Sunday 14 October 2007

(DEC 30) Born on this day: Somtow Sucharitkul

Photo: © 2007 Somtow Sucharitkul, used by permission.

Somtow Sucharitkul – better known to SF fans as S.P. Somtow – was born in Bangkok, Thailand, on 30 December 1952. As active in science fiction and horror as he is in composing and conducting classical music in Thailand, he has been described by the Bangkok Post as the “Thai person known by name to the most people in the world.” He was first published in the 1970s in Asimov’s Science Fiction and has since been nominated for many major awards, including the Bram Stoker Award, the John W. Campbell Award, the Hugo Award, and is also winner of the World Fantasy Award. He now holds the post of president of the Horror Writers Association and is currently artistic director of the Bangkok Opera.

(OCT 22) Born on this day: Doris Lessing

Photo: AlfredTNT, 2006. (GFDL); text by Doris Lessing (fair use)

“A visiting American said, did I read science fiction? I offered Olaf Stapledon, H. G. Wells, Jules Verne, and he said it was a good beginning. Then he gave me an armful of science fiction novels. What I felt then I have felt ever since. I was excited by their scope, the wideness of their horizons, the ideas, and the possibilities for social criticism ... and disappointed by the level of characterization and the lack of subtlety. ... But if what we do get is so wonderfully inventive and astonishing and mind-boggling, then why repine? In science fiction are some of the best stories of our time.” —Walking in the Shade, 1997.
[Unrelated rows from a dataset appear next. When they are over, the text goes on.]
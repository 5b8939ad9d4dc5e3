//! Requirement resolution
//!
//! Linear scans over each dataset, collecting every requirement that names
//! the item. Results keep dataset declaration order.

use crate::error::EngineError;
use crate::identity::IdentityResolver;
use salvager_domain::{
    BlueprintUsage, Datasets, ProjectRequirement, QuestRequirement, Requirements,
    ScrappyRequirement, StationRequirement, TierKey,
};

/// Finds every place an item is required
#[derive(Debug, Clone, Copy)]
pub struct RequirementResolver<'a> {
    datasets: &'a Datasets,
    identity: IdentityResolver<'a>,
}

impl<'a> RequirementResolver<'a> {
    /// Create a resolver over the datasets
    pub fn new(datasets: &'a Datasets) -> Self {
        Self {
            datasets,
            identity: IdentityResolver::new(&datasets.catalog),
        }
    }

    /// Collect all requirements for `item_name`
    ///
    /// # Errors
    /// Returns [`EngineError::EmptyItemName`] for a blank name.
    pub fn find_requirements(&self, item_name: &str) -> Result<Requirements, EngineError> {
        let item_name = item_name.trim();
        if item_name.is_empty() {
            return Err(EngineError::EmptyItemName);
        }

        Ok(self.collect(item_name))
    }

    /// Every requirement family for an already trimmed, non-blank name
    pub fn collect(&self, item_name: &str) -> Requirements {
        Requirements {
            stations: self.stations(item_name),
            scrappy: self.scrappy(item_name),
            projects: self.projects(item_name),
            quests: self.quests(item_name),
            blueprints: self.blueprints(item_name),
        }
    }

    /// Station upgrade requirements for the item
    pub fn stations(&self, item_name: &str) -> Vec<StationRequirement> {
        let mut found = Vec::new();
        for station in &self.datasets.stations {
            for level in &station.levels {
                for req in level.requirements.iter().filter(|r| r.is_for(item_name)) {
                    found.push(StationRequirement {
                        station: station.name.clone(),
                        level: level.level,
                        amount: req.amount,
                    });
                }
            }
        }
        found
    }

    /// Scrappy level requirements for the item
    pub fn scrappy(&self, item_name: &str) -> Vec<ScrappyRequirement> {
        let mut found = Vec::new();
        for level in &self.datasets.scrappy {
            for req in level.requirements.iter().filter(|r| r.is_for(item_name)) {
                found.push(ScrappyRequirement {
                    level: level.level,
                    title: level.title.clone(),
                    amount: req.amount,
                });
            }
        }
        found
    }

    /// Project stage requirements for the item
    ///
    /// Category-value requirements are never item requirements and are
    /// skipped.
    pub fn projects(&self, item_name: &str) -> Vec<ProjectRequirement> {
        let mut found = Vec::new();
        for project in &self.datasets.projects {
            for stage in &project.stages {
                for req in stage.requirements.iter().filter(|r| r.is_for(item_name)) {
                    found.push(ProjectRequirement {
                        project_id: project.id.clone(),
                        project_name: project.name.clone(),
                        stage: stage.stage,
                        stage_title: stage.title.clone(),
                        amount: req.amount,
                    });
                }
            }
        }
        found
    }

    /// Quest requirements for the item
    pub fn quests(&self, item_name: &str) -> Vec<QuestRequirement> {
        let mut found = Vec::new();
        for quest in &self.datasets.quests {
            for item in quest
                .required_items
                .iter()
                .filter(|i| self.identity.quest_item_matches(i, item_name))
            {
                found.push(QuestRequirement {
                    quest_id: quest.id.clone(),
                    quest_name: quest.name.clone(),
                    item_ref: item.item_id.clone(),
                    quantity: item.quantity.clone(),
                });
            }
        }
        found
    }

    /// Blueprints that use the item as an ingredient
    pub fn blueprints(&self, item_name: &str) -> Vec<BlueprintUsage> {
        let mut found = Vec::new();
        for blueprint in &self.datasets.blueprints {
            for ingredient in blueprint
                .crafting_recipe
                .iter()
                .filter(|r| r.is_for(item_name))
            {
                found.push(BlueprintUsage {
                    blueprint: blueprint.name.clone(),
                    workshop: blueprint.workshop.clone(),
                    level: blueprint.level,
                    amount: ingredient.amount,
                });
            }
        }
        found
    }

    /// Whether the tier has a requirement entry for the item
    ///
    /// Tiers that are not in the datasets require nothing.
    pub fn tier_requires(&self, key: &TierKey, item_name: &str) -> bool {
        match key {
            TierKey::Station { station, level } => self
                .datasets
                .station(station)
                .into_iter()
                .flat_map(|s| s.levels.iter().filter(|l| l.level == *level))
                .any(|l| l.requirements.iter().any(|r| r.is_for(item_name))),
            TierKey::ScrappyLevel { level } => self
                .datasets
                .scrappy
                .iter()
                .filter(|s| s.level == *level)
                .any(|s| s.requirements.iter().any(|r| r.is_for(item_name))),
            TierKey::ProjectStage { project_id, stage } => self
                .datasets
                .project(project_id)
                .into_iter()
                .flat_map(|p| p.stages.iter().filter(|s| s.stage == *stage))
                .any(|s| s.requirements.iter().any(|r| r.is_for(item_name))),
            TierKey::Quest { quest_id } => self.datasets.quest(quest_id).is_some_and(|q| {
                q.required_items
                    .iter()
                    .any(|i| self.identity.quest_item_matches(i, item_name))
            }),
        }
    }
}
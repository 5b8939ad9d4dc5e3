//! Builds the lookup engine from configuration.

use crate::config::Config;
use crate::error::Result;
use salvager_catalog::DatasetLoader;
use salvager_engine::LookupEngine;
use salvager_store::SqliteChecklistStore;
use std::fs;
use tracing::debug;

/// Engine backed by the SQLite checklist store.
pub type Engine = LookupEngine<SqliteChecklistStore>;

/// Load datasets and open the checklist database named by `config`.
pub fn open_engine(config: &Config) -> Result<Engine> {
    let datasets = DatasetLoader::new(&config.data_dir).load()?;

    let database = config.database_path()?;
    if let Some(parent) = database.parent() {
        if !parent.as_os_str().is_empty() {
            fs::create_dir_all(parent)?;
        }
    }
    debug!(
        "Opening checklist {} (slot {})",
        database.display(),
        config.checklist_slot
    );

    let store = SqliteChecklistStore::new(&database, config.checklist_slot.clone())?;
    Ok(LookupEngine::new(datasets, store)?)
}
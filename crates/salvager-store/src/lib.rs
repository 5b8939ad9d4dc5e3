//! Salvager Storage Layer
//!
//! Implements the ChecklistStore trait on top of SQLite.
//!
//! # Architecture
//!
//! - One `slots` table of named JSON documents
//! - The checklist is a single slot holding a flat `{ "key": bool }` object,
//!   rewritten in full on every save
//!
//! # Examples
//!
//! ```no_run
//! use salvager_store::SqliteChecklistStore;
//!
//! let store = SqliteChecklistStore::new(":memory:", "salvager.checklist").unwrap();
//! // Store is now ready for checklist operations
//! ```

#![warn(missing_docs)]

use rusqlite::{params, Connection, OptionalExtension};
use salvager_domain::traits::{ChecklistEntries, ChecklistStore};
use std::path::Path;
use std::time::{SystemTime, UNIX_EPOCH};
use thiserror::Error;

/// Well-known slot the checklist is stored under
pub const DEFAULT_CHECKLIST_SLOT: &str = "salvager.checklist";

/// Errors that can occur during storage operations
#[derive(Error, Debug)]
pub enum StoreError {
    /// Database error
    #[error("Database error: {0}")]
    Database(#[from] rusqlite::Error),

    /// Slot contents are not valid JSON
    #[error("Serialization error: {0}")]
    Serialization(#[from] serde_json::Error),

    /// Invalid data format
    #[error("Invalid data: {0}")]
    InvalidData(String),
}

/// SQLite-based implementation of ChecklistStore
///
/// # Thread Safety
///
/// SQLite connections are not thread-safe. Each thread should have its own
/// store instance.
pub struct SqliteChecklistStore {
    conn: Connection,
    slot: String,
}

impl SqliteChecklistStore {
    /// Open (or create) a store at `path`, reading and writing `slot`
    ///
    /// Use `:memory:` for an in-memory database (useful for testing).
    ///
    /// # Examples
    ///
    /// ```no_run
    /// use salvager_store::{SqliteChecklistStore, DEFAULT_CHECKLIST_SLOT};
    ///
    /// let store = SqliteChecklistStore::new("checklist.db", DEFAULT_CHECKLIST_SLOT).unwrap();
    /// ```
    pub fn new<P: AsRef<Path>>(path: P, slot: impl Into<String>) -> Result<Self, StoreError> {
        let conn = Connection::open(path)?;
        let mut store = Self {
            conn,
            slot: slot.into(),
        };
        store.initialize_schema()?;
        Ok(store)
    }

    /// Slot name this store uses
    pub fn slot(&self) -> &str {
        &self.slot
    }

    /// Initialize the database schema
    fn initialize_schema(&mut self) -> Result<(), StoreError> {
        let schema = include_str!("schema.sql");
        self.conn.execute_batch(schema)?;
        Ok(())
    }

    /// Decode a slot document into checklist entries
    ///
    /// Non-boolean values are skipped; anything but a JSON object is invalid.
    fn decode(raw: &str) -> Result<ChecklistEntries, StoreError> {
        let value: serde_json::Value = serde_json::from_str(raw)?;
        let object = value.as_object().ok_or_else(|| {
            StoreError::InvalidData("Checklist slot is not a JSON object".to_string())
        })?;

        Ok(object
            .iter()
            .filter_map(|(key, value)| value.as_bool().map(|done| (key.clone(), done)))
            .collect())
    }
}

impl ChecklistStore for SqliteChecklistStore {
    type Error = StoreError;

    fn load(&self) -> Result<ChecklistEntries, Self::Error> {
        let raw: Option<String> = self
            .conn
            .query_row(
                "SELECT value FROM slots WHERE slot = ?1",
                params![&self.slot],
                |row| row.get(0),
            )
            .optional()?;

        match raw {
            Some(raw) => Self::decode(&raw),
            None => Ok(ChecklistEntries::new()),
        }
    }

    fn save(&mut self, entries: &ChecklistEntries) -> Result<(), Self::Error> {
        let value = serde_json::to_string(entries)?;
        let updated_at = SystemTime::now()
            .duration_since(UNIX_EPOCH)
            .map(|d| d.as_secs() as i64)
            .unwrap_or(0);

        self.conn.execute(
            "INSERT INTO slots (slot, value, updated_at) VALUES (?1, ?2, ?3)
             ON CONFLICT(slot) DO UPDATE SET
             value = excluded.value, updated_at = excluded.updated_at",
            params![&self.slot, value, updated_at],
        )?;

        Ok(())
    }
}

#[cfg(test)]
mod tests {
    use super::*;

    #[test]
    fn test_decode_skips_non_booleans() {
        let entries =
            SqliteChecklistStore::decode(r#"{"Refiner_1": true, "quest_q1": "yes", "quest_q2": false}"#)
                .unwrap();
        assert_eq!(entries.len(), 2);
        assert_eq!(entries.get("Refiner_1"), Some(&true));
        assert_eq!(entries.get("quest_q2"), Some(&false));
    }

    #[test]
    fn test_decode_rejects_non_objects() {
        assert!(matches!(
            SqliteChecklistStore::decode("[true]"),
            Err(StoreError::InvalidData(_))
        ));
        assert!(matches!(
            SqliteChecklistStore::decode("not json"),
            Err(StoreError::Serialization(_))
        ));
    }
}
//! Item catalog module

use std::collections::HashMap;

/// Amount attached to a keep-for category flag
#[derive(Debug, Clone, Copy, PartialEq, Eq, Default)]
pub struct KeepFor {
    /// Amount the category asks to keep, when the dataset records one
    pub amount: Option<u32>,
}

/// A catalog item
///
/// Items are keyed by their canonical display name. The category flags are
/// all optional: an item with none of them is known but uncategorized.
#[derive(Debug, Clone, PartialEq, Eq)]
pub struct Item {
    /// Canonical display name (case preserved)
    pub name: String,

    /// Image URL
    pub image: Option<String>,

    /// Item can be recycled without losing anything
    pub safe_to_recycle: bool,

    /// Legacy quest flag, superseded by the quest dataset
    pub keep_for_quests: Option<KeepFor>,

    /// Keep for project stages
    pub keep_for_projects: Option<KeepFor>,
}

impl Item {
    /// Create an uncategorized item
    pub fn new(name: impl Into<String>) -> Self {
        Self {
            name: name.into(),
            image: None,
            safe_to_recycle: false,
            keep_for_quests: None,
            keep_for_projects: None,
        }
    }

    /// Whether any category flag is present
    pub fn has_categories(&self) -> bool {
        self.safe_to_recycle || self.keep_for_quests.is_some() || self.keep_for_projects.is_some()
    }
}

/// Insertion-ordered item collection with case-insensitive lookup
///
/// When several names differ only by case, the first one inserted is the
/// canonical entry for lookups. Later duplicates stay in the collection
/// (they are still listed) but are never returned by [`Catalog::find`].
#[derive(Debug, Clone, Default)]
pub struct Catalog {
    items: Vec<Item>,
    by_lower: HashMap<String, usize>,
    by_normalized: HashMap<String, usize>,
}

impl Catalog {
    /// Build a catalog from items in their load order
    pub fn new(items: Vec<Item>) -> Self {
        let mut by_lower = HashMap::with_capacity(items.len());
        let mut by_normalized = HashMap::with_capacity(items.len());
        for (idx, item) in items.iter().enumerate() {
            by_lower.entry(item.name.to_lowercase()).or_insert(idx);
            by_normalized.entry(spaced_form(&item.name)).or_insert(idx);
        }
        Self {
            items,
            by_lower,
            by_normalized,
        }
    }

    /// Number of items
    pub fn len(&self) -> usize {
        self.items.len()
    }

    /// True if the catalog holds no items
    pub fn is_empty(&self) -> bool {
        self.items.is_empty()
    }

    /// Iterate over items in catalog order
    pub fn iter(&self) -> impl Iterator<Item = &Item> {
        self.items.iter()
    }

    /// Case-insensitive exact lookup
    pub fn find(&self, name: &str) -> Option<&Item> {
        self.by_lower
            .get(&name.to_lowercase())
            .map(|&idx| &self.items[idx])
    }

    /// Lookup after folding dashes to spaces on both sides
    ///
    /// `"anti-gravity unit"`, `"Anti Gravity Unit"` and `"anti-gravity-unit"`
    /// all hit an item named `"Anti-Gravity Unit"`.
    pub fn find_normalized(&self, name: &str) -> Option<&Item> {
        self.by_normalized
            .get(&spaced_form(name))
            .map(|&idx| &self.items[idx])
    }
}

impl FromIterator<Item> for Catalog {
    fn from_iter<I: IntoIterator<Item = Item>>(iter: I) -> Self {
        Self::new(iter.into_iter().collect())
    }
}

fn spaced_form(name: &str) -> String {
    name.trim().to_lowercase().replace('-', " ")
}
Born on 22 October 1919 in Kermanshah, Persia (now Iran), Doris Lessing has won all the major European literary awards. Her first words on hearing that she had also won the 2007 Nobel Prize in Literature were, “Oh, crap.”

Thursday 4 October 2007

Fan History: Les Flood

Photo: Les Flood; text by Peter Weston.

During the 1950s and early ’60s Leslie Flood’s ‘Fantasy Centre’ bookshop at Sicilian Arcade, near Kings Cross, London, was the absolute mecca for SF enthusiasts. He had a huge stock of new and secondhand books and magazines, including scarce US titles - desperately sought-after, in those days when currency controls prevented imports from America. Many treasures were to be found in that basement, but science fiction alone couldn’t support a shop in such a central location, so the ground floor was given over to music and records - not such a bad idea in 1956, when this picture was taken, when jazz and science fiction were contemporary bedfellows.

Les Flood was a regular at the ‘White Horse’ pub meetings and conventions, and was also one of the ‘Gang of Four’ (along with John Wyndham) who launched the International Fantasy Awards in 1951. He was involved with the establishment of the London-based SF Luncheon Club in 1954, and in 1957 presented the final IFA to a bemused J.R.R. Tolkien for Lord of the Rings. Les was closely associated with Ted Carnell’s New Worlds as a reviewer and supporter, and eventually took over the Carnell literary agency when Ted retired. Les died in August 2007 in Spain, where he had lived for many years.

Tuesday 2 October 2007

(APR 6) Remembering Isaac Asimov

Illustration: Rowena Morrill. (GFDL)

“What I will be remembered for are the ‘Foundation’ Trilogy and the Three Laws of Robotics. What I want to be remembered for is no one book, or no dozen books. Any single thing I have written can be paralleled or even surpassed by something someone else has done. However, my total corpus for quantity, quality and variety can be duplicated by no one else. That is what I want to be remembered for.” – 20 September 1973; included in Yours, Isaac Asimov, 1995.

Isaac Asimov was born on 2 January 1920 and died on 6 April 1992. The asteroid 5020 Asimov is also named in his honour.

Monday 1 October 2007

Locations: The Chelsea Hotel, New York

Photo: Pete Young, 2007 (CC by-nc-sa 3.0).

The distinctively bohemian Chelsea Hotel, at 222 West 23rd Street, New York, was opened in 1884 as one of the city’s earliest cooperative apartment houses. It became a hotel around 1905 and is now on the US National Register of Historic Places. Artists and writers who have lived here over the years include Brendan Behan, William Burroughs, Arthur B. Davies, James T. Farrell, Robert J. Flaherty, O. Henry, Arthur Miller, James Schuyler, John Sloan, Dylan Thomas, Virgil Thomson, Thomas Wolfe... and Arthur C. Clarke, who first stayed here in 1956, and again in 1964 while writing 2001: A Space Odyssey.